### Exercise description
Lines where the string "EndsWith" appears are to be copied from the entries below.

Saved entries
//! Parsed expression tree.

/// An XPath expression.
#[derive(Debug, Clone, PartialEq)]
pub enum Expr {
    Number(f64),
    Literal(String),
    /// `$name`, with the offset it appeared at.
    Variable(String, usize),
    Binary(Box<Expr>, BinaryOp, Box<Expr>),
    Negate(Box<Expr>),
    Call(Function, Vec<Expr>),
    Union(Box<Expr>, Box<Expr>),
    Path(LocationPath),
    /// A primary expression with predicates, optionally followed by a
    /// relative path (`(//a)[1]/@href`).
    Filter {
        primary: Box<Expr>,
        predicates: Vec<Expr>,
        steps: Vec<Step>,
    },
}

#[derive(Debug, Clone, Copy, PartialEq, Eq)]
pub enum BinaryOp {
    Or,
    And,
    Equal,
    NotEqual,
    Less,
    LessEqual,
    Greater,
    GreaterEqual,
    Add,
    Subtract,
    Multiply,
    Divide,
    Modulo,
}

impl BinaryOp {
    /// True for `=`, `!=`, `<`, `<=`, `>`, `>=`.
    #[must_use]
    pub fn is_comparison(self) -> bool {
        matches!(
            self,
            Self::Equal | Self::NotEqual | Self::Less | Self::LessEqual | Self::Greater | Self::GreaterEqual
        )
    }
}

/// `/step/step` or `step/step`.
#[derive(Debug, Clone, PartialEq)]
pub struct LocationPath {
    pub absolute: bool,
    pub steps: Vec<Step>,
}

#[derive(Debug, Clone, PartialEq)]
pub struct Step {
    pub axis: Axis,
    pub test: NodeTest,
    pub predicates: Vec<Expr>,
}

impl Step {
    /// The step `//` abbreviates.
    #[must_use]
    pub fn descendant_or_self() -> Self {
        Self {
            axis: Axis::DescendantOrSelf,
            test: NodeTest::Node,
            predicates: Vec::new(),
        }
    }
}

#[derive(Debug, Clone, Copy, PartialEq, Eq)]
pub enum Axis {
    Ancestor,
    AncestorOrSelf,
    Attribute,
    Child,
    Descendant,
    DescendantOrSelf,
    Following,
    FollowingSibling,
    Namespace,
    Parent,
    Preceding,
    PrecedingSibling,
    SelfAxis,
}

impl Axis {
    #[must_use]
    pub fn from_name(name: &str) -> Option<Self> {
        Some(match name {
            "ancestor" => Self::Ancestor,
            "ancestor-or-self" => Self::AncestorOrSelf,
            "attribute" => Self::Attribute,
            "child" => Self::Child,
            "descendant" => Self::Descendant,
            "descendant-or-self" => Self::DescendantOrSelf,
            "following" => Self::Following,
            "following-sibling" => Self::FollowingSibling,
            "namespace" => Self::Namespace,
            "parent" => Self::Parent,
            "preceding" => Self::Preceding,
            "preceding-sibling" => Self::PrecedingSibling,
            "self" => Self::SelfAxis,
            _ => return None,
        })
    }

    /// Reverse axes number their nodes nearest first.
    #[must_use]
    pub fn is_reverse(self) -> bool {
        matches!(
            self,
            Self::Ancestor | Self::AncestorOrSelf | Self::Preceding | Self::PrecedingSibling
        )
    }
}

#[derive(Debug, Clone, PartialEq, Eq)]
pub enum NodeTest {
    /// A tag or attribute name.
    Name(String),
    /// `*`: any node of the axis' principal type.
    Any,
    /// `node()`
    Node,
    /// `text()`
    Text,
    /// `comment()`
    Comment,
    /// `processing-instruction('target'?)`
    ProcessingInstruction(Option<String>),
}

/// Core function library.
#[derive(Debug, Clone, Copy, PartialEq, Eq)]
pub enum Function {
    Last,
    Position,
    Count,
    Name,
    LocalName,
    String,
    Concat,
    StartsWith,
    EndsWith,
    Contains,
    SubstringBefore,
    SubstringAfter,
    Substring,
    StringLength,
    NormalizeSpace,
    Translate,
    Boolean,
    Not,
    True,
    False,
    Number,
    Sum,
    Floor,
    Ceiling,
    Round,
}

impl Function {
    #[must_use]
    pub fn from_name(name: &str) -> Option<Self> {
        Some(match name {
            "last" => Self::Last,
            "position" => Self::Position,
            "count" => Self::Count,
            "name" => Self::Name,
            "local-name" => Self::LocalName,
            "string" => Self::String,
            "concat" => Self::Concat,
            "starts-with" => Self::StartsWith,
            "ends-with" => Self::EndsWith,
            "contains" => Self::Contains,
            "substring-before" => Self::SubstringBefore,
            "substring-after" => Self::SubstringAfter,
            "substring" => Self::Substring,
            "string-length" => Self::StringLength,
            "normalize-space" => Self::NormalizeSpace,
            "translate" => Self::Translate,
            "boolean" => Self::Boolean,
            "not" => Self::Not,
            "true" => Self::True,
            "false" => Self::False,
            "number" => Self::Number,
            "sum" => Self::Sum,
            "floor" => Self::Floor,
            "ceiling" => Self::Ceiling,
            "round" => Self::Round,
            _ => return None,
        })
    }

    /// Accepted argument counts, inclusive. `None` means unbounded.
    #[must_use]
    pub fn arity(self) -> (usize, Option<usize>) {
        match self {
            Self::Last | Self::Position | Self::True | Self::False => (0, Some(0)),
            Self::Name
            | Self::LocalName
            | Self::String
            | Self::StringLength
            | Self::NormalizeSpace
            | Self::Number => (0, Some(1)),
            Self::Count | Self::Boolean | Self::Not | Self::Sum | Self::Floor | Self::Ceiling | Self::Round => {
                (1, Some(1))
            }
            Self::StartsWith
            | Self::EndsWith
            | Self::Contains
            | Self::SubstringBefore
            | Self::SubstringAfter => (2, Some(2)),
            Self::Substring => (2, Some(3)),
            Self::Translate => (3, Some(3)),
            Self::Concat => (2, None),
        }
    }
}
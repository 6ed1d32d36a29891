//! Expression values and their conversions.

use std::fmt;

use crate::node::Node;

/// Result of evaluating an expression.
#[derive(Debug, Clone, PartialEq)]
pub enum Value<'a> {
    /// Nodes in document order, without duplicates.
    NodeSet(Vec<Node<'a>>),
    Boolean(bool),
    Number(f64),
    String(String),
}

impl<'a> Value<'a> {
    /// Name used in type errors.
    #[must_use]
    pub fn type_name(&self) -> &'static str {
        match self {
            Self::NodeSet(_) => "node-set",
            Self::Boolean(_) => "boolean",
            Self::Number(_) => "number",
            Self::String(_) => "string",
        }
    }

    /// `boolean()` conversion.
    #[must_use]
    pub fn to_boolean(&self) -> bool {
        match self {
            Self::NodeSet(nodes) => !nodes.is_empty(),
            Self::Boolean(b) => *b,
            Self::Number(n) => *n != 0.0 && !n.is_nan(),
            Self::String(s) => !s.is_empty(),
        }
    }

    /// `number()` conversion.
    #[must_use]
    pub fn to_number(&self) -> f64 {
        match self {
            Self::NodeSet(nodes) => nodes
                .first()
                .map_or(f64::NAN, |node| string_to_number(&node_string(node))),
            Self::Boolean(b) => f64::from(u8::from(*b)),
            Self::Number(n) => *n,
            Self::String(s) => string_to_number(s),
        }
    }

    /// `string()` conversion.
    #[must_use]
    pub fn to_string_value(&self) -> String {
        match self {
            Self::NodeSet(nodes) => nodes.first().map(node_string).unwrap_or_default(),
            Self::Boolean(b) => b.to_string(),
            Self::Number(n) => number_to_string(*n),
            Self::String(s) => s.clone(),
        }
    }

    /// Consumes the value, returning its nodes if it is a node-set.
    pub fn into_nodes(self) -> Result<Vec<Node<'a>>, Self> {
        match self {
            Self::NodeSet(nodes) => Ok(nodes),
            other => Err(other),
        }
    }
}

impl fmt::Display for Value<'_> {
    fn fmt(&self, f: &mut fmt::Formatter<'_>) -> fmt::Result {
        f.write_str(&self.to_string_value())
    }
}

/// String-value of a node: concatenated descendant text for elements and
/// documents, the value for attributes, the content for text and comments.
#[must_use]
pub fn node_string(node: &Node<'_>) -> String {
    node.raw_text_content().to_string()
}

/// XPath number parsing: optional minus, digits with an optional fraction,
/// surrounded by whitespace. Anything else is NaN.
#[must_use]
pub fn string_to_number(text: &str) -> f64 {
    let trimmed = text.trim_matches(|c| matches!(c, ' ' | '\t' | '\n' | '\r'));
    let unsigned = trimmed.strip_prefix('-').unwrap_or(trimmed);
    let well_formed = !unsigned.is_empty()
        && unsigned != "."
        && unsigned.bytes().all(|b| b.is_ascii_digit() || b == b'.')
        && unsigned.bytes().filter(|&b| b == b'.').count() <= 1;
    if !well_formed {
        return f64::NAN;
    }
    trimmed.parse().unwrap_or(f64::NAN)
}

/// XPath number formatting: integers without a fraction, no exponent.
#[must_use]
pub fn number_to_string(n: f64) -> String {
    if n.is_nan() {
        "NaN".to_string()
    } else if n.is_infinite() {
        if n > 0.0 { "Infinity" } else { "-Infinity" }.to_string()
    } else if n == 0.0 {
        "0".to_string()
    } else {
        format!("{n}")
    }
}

### Task response
    EndsWith,
            "ends-with" => Self::EndsWith,
            | Self::EndsWith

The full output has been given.